The Past

With its Day-Glo-orange countertops and fluorescent lights, the kitchen of the first This Old House project was typical of its era. So was the stove: a 30-inch black porcelain range with four 8,000-Btu gas burners and a gas-fired oven. The overhead microwave with built-in ventilation was a marvel of its time. That's pretty much what the standard kitchen of 1979 had to offer. But change was in the air. By the end of the '70s, a handful of trends were emerging that would redefine the way people cooked.



    Convection ovens Like microwave ovens, convection ovens cook fast: 25 to 30 percent faster than conventional cooking methods. But unlike microwaves, which can leave food bland and rubbery, convection ovens—which use fans to evenly circulate heat around the oven cavity—sacrifice none of the flavor.

    Downdraft ventilation Until the downdraft cooktop was introduced, stoves were almost always against a wall, where they could be vented to the outdoors. Downdrafts, which vent through the floor, kick-started the move toward island design. Eventually, overhead range hoods followed, leading to the sculptural, chimney-style hoods seen today.

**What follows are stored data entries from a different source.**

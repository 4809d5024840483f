//! Progress notification port
//!
//! Defines the interface for reporting progress during a simulation.

use agora_domain::{AgentId, DebateResult, ProblemOutcome, TopologyReport};

/// Callback for progress updates during a simulation
///
/// Implementations live in the presentation layer and can display
/// progress in various ways (progress bars, plain lines, etc.)
pub trait DebateProgressNotifier: Send + Sync {
    /// Called when a topology starts
    fn on_topology_start(&self, name: &str, agents: usize, problems: usize);

    /// Called when a problem starts on the current topology
    fn on_problem_start(&self, index: usize, total: usize);

    /// Called when a problem finishes (completed or failed)
    fn on_problem_complete(&self, outcome: &ProblemOutcome);

    /// Called when a topology finishes
    fn on_topology_complete(&self, report: &TopologyReport);

    // ==================== Fine-grained Callbacks ====================

    /// Called when one agent's solve call returns
    fn on_solve_complete(&self, _agent: AgentId, _success: bool) {}

    /// Called at the start of each orchestrator sweep (1-based)
    fn on_sweep_start(&self, _sweep: usize) {}

    /// Called after a debate that actually ran
    fn on_debate_complete(&self, _result: &DebateResult) {}

    /// Called when a debate aborts on a reasoner failure
    fn on_debate_failed(&self, _initiator: AgentId, _responder: AgentId, _error: &str) {}
}

/// No-op progress notifier for when progress reporting is not needed
pub struct NoProgress;

impl DebateProgressNotifier for NoProgress {
    fn on_topology_start(&self, _name: &str, _agents: usize, _problems: usize) {}
    fn on_problem_start(&self, _index: usize, _total: usize) {}
    fn on_problem_complete(&self, _outcome: &ProblemOutcome) {}
    fn on_topology_complete(&self, _report: &TopologyReport) {}
}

    Smooth cooktop There's no way to keep pots from spilling or boiling over, but owners of the first smooth cooktops didn't care. Cleaning was as easy as a swipe of the glass that covered concealed electric burners. The only downside to the early models was that the glass turned yellow—a problem solved a few years later with the invention of ceramic surfacing.

    Pro stoves As far back as 1979, serious cooks were installing restaurant equipment at home. Trouble was, the high-heat stoves weren't yet safe for residential use—a problem soon to be remedied.